● **WHAT IS EXPECTED**
Using the word "type" as the filter, copy each matching line from the records.
+--
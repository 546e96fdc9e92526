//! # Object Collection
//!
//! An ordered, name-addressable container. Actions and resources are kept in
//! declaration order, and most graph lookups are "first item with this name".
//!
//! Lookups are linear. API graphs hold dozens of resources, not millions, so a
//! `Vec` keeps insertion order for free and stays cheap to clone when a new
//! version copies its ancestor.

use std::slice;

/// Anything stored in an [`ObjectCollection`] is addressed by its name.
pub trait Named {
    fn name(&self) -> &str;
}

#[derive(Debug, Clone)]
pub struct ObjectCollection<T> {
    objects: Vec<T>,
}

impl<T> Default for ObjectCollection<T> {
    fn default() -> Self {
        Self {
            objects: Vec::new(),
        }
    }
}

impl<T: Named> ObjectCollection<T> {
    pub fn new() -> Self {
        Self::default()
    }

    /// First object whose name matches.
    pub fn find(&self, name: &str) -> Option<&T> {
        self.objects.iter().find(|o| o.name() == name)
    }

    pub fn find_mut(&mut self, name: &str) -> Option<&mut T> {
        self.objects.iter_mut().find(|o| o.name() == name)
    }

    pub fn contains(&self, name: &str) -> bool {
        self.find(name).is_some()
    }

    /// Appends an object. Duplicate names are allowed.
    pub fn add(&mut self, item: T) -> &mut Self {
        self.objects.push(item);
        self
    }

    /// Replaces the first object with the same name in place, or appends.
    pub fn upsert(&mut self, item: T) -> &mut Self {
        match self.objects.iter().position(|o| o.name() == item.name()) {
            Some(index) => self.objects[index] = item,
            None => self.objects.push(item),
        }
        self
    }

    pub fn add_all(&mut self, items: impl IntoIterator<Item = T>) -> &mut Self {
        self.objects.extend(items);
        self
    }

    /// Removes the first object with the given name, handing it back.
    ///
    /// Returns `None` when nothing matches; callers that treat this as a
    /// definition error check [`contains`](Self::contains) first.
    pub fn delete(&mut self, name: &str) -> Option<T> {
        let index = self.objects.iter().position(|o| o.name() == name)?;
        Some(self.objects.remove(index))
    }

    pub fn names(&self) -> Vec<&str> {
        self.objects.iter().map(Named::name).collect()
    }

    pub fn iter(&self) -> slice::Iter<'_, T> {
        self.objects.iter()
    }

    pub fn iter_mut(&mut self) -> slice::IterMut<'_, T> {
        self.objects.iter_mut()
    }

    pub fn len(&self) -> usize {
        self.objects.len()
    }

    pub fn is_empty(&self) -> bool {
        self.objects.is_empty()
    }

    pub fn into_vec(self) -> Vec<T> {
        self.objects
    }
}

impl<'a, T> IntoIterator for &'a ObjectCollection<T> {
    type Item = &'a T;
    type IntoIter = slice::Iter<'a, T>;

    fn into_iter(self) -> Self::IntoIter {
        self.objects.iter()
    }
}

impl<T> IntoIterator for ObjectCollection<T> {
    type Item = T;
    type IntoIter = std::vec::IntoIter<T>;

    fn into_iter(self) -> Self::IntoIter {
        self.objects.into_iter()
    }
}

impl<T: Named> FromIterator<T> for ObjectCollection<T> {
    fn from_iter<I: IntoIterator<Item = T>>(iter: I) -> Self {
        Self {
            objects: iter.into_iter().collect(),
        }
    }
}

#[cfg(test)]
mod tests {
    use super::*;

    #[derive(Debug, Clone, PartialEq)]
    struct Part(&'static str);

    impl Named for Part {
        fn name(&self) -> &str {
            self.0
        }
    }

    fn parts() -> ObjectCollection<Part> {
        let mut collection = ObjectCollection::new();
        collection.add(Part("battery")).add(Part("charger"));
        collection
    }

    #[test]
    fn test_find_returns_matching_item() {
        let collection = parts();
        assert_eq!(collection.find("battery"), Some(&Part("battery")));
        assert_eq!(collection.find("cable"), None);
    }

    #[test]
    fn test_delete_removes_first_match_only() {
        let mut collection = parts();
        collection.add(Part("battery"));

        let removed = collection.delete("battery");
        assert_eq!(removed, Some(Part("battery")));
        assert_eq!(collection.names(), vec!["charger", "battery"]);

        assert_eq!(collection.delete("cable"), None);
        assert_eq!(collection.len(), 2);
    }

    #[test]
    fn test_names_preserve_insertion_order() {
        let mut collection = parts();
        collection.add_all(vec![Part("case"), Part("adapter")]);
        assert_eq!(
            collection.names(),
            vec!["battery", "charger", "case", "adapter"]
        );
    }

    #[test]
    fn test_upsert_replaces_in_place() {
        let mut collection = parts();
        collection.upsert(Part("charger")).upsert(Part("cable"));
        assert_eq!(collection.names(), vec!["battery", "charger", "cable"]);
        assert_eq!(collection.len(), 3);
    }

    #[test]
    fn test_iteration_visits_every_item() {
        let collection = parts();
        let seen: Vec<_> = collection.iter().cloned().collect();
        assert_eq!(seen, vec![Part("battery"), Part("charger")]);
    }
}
+--
● **TASK OUTPUT**
    type Item = &'a T;
    type IntoIter = slice::Iter<'a, T>;
    type Item = T;
    type IntoIter = std::vec::IntoIter<T>;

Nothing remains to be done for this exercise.